When registering new authenticators, it should be possible to configure your IdP so users can register an authenticator without using WebAuthn, but cannot access an application.
A user registering their first (or replacing their only) authenticator increases their phishing risk. You’ll be letting them into your IdP using a less secure second factor, so be sure to fully enforce the use of WebAuthn, once they’ve registered the authenticator.
Replacing Cross Platform Authenticators
Cross platform authenticators have a particular risk of loss, depending on their shape & size they can also be broken with relative ease. Ensure your budget or contract for cross-platform authenticators includes a provision for replacing them, a 15% yearly replacement rate should be plenty.
If you encouraged users to register their devices as platform authenticators during the registration period, someone losing their cross-platform authenticator should not lock them out.

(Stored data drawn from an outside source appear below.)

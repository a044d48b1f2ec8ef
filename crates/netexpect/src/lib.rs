//! Expect-style automation of network device command-line sessions.
//!
//! netexpect drives interactive CLI sessions with routers and switches over
//! spawned ssh/telnet subprocesses running under pseudo-terminals: prompt
//! detection, login negotiation, command execution with pagination handling,
//! transcript record/replay for deterministic tests, and a batch driver with
//! an idle-CPU concurrency throttle.
//!
//! # Example
//!
//! ```no_run
//! use netexpect::{Credentials, SessionConfig, connect};
//!
//! # async fn run() -> netexpect::Result<()> {
//! let config = SessionConfig::new("router1.example.net")
//!     .credentials(Credentials::new("admin", "secret"));
//! let mut session = connect(config).await?;
//!
//! let reply = session.command("show version").await?;
//! if let Some(output) = reply.output() {
//!     println!("{output}");
//! }
//! session.close(Some("exit")).await?;
//! # Ok(())
//! # }
//! ```

pub mod batch;
pub mod clean;
pub mod config;
pub mod error;
pub mod log;
pub mod mock;
pub mod pattern;
pub mod session;
#[cfg(unix)]
pub mod spawn;
pub mod stanza;
pub mod template;
pub mod transcript;

#[cfg(unix)]
pub use config::TtyPrompt;
pub use config::{
    BastionConfig, CredentialSource, Credentials, PromptPatterns, SessionConfig, TimeoutConfig,
};
pub use error::{NetError, Result, SpawnError, TemplateError};
pub use pattern::{AnswerAction, AnswerTable, Pattern};
#[cfg(unix)]
pub use session::connect;
pub use session::{BoxedSession, CommandReply, NullTransport, Session, Transport};
pub use transcript::{Player, Recorder};
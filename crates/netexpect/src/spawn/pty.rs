//! PTY allocation and async I/O.
//!
//! Spawned ssh/telnet clients only behave interactively (password prompts,
//! pagination) when their stdio is a terminal, so every connection runs the
//! client under a pseudo-terminal. This module owns the master side.

use std::io;
use std::os::unix::io::{AsRawFd, OwnedFd, RawFd};
use std::pin::Pin;
use std::task::{Context, Poll};

use rustix::fs::{OFlags, fcntl_setfl};
use rustix::pty::{OpenptFlags, grantpt, openpt, ptsname, unlockpt};
use rustix::termios::{Winsize, tcsetwinsize};
use tokio::io::unix::AsyncFd;
use tokio::io::{AsyncRead, AsyncWrite, ReadBuf};

use crate::error::SpawnError;

fn errno_to_io(e: rustix::io::Errno) -> io::Error {
    io::Error::from_raw_os_error(e.raw_os_error())
}

/// The master side of a pseudo-terminal, readable and writable as an async
/// stream.
pub struct PtyStream {
    async_fd: AsyncFd<OwnedFd>,
}

impl std::fmt::Debug for PtyStream {
    fn fmt(&self, f: &mut std::fmt::Formatter<'_>) -> std::fmt::Result {
        f.debug_struct("PtyStream")
            .field("fd", &self.async_fd.as_raw_fd())
            .finish()
    }
}

impl PtyStream {
    /// Allocate a new pseudo-terminal pair.
    ///
    /// Returns the master stream and the slave device path to hand to the
    /// child process.
    ///
    /// # Errors
    ///
    /// Returns [`SpawnError::PtyAllocation`] if any allocation step fails.
    pub fn open() -> Result<(Self, String), SpawnError> {
        let master_fd = openpt(OpenptFlags::RDWR | OpenptFlags::NOCTTY)
            .map_err(|e| SpawnError::pty_allocation(format!("openpt: {}", errno_to_io(e))))?;

        grantpt(&master_fd)
            .map_err(|e| SpawnError::pty_allocation(format!("grantpt: {}", errno_to_io(e))))?;
        unlockpt(&master_fd)
            .map_err(|e| SpawnError::pty_allocation(format!("unlockpt: {}", errno_to_io(e))))?;

        let slave_name = ptsname(&master_fd, Vec::new())
            .map_err(|e| SpawnError::pty_allocation(format!("ptsname: {}", errno_to_io(e))))?;
        let slave_path = slave_name
            .to_str()
            .map_err(|_| SpawnError::pty_allocation("invalid slave path encoding"))?
            .to_string();

        fcntl_setfl(&master_fd, OFlags::NONBLOCK)
            .map_err(|e| SpawnError::pty_allocation(format!("set nonblocking: {}", errno_to_io(e))))?;

        let async_fd = AsyncFd::new(master_fd).map_err(SpawnError::Io)?;

        Ok((Self { async_fd }, slave_path))
    }

    /// Set the terminal dimensions the child process will observe.
    ///
    /// # Errors
    ///
    /// Returns [`SpawnError::TerminalSetup`] if the ioctl fails.
    pub fn set_dimensions(&self, cols: u16, rows: u16) -> Result<(), SpawnError> {
        let winsize = Winsize {
            ws_col: cols,
            ws_row: rows,
            ws_xpixel: 0,
            ws_ypixel: 0,
        };
        tcsetwinsize(self.async_fd.get_ref(), winsize)
            .map_err(|e| SpawnError::terminal_setup(format!("set window size: {}", errno_to_io(e))))
    }
}

impl AsRawFd for PtyStream {
    fn as_raw_fd(&self) -> RawFd {
        self.async_fd.as_raw_fd()
    }
}

impl AsyncRead for PtyStream {
    fn poll_read(
        self: Pin<&mut Self>,
        cx: &mut Context<'_>,
        buf: &mut ReadBuf<'_>,
    ) -> Poll<io::Result<()>> {
        loop {
            let mut guard = match self.async_fd.poll_read_ready(cx) {
                Poll::Ready(Ok(guard)) => guard,
                Poll::Ready(Err(e)) => return Poll::Ready(Err(e)),
                Poll::Pending => return Poll::Pending,
            };

            let unfilled = buf.initialize_unfilled();
            match rustix::io::read(self.async_fd.get_ref(), unfilled) {
                Ok(0) => return Poll::Ready(Ok(())),
                Ok(n) => {
                    buf.advance(n);
                    return Poll::Ready(Ok(()));
                }
                Err(rustix::io::Errno::AGAIN) => {
                    guard.clear_ready();
                }
                // Linux reports EIO on the master once the slave side has
                // been closed by the exiting child; treat it as EOF.
                Err(rustix::io::Errno::IO) => return Poll::Ready(Ok(())),
                Err(e) => return Poll::Ready(Err(errno_to_io(e))),
            }
        }
    }
}

impl AsyncWrite for PtyStream {
    fn poll_write(
        self: Pin<&mut Self>,
        cx: &mut Context<'_>,
        buf: &[u8],
    ) -> Poll<io::Result<usize>> {
        loop {
            let mut guard = match self.async_fd.poll_write_ready(cx) {
                Poll::Ready(Ok(guard)) => guard,
                Poll::Ready(Err(e)) => return Poll::Ready(Err(e)),
                Poll::Pending => return Poll::Pending,
            };

            match rustix::io::write(self.async_fd.get_ref(), buf) {
                Ok(n) => return Poll::Ready(Ok(n)),
                Err(rustix::io::Errno::AGAIN) => {
                    guard.clear_ready();
                }
                Err(e) => return Poll::Ready(Err(errno_to_io(e))),
            }
        }
    }

    fn poll_flush(self: Pin<&mut Self>, _cx: &mut Context<'_>) -> Poll<io::Result<()>> {
        Poll::Ready(Ok(()))
    }

    fn poll_shutdown(self: Pin<&mut Self>, _cx: &mut Context<'_>) -> Poll<io::Result<()>> {
        Poll::Ready(Ok(()))
    }
}

/// Open the slave side of an allocated pseudo-terminal.
pub fn open_slave(path: &str) -> Result<OwnedFd, SpawnError> {
    use rustix::fs::{Mode, open};
    use std::path::Path;

    open(Path::new(path), OFlags::RDWR | OFlags::NOCTTY, Mode::empty())
        .map_err(|e| SpawnError::pty_allocation(format!("open slave {path}: {}", errno_to_io(e))))
}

Include cross platform authenticators in your IT care policy & encourage users to report their loss like any other IT asset.
Losing cross platform authenticators is inevitable, avoiding full “passwordless” gives you extra protection when this happens.
Reusing Cross Platform Authenticators
When users leave your organization, it’s perfectly safe to reuse their cross platform authenticator with another user. Use your IdP to revoke the WebAuthn registration on the user’s last day, then have them return the authenticator with their corporate device(s).
Once you have the authenticator in your hands, use its management software to reset WebAuthn/FIDO2 credentials. Once you’ve done this, it’s ready for use again.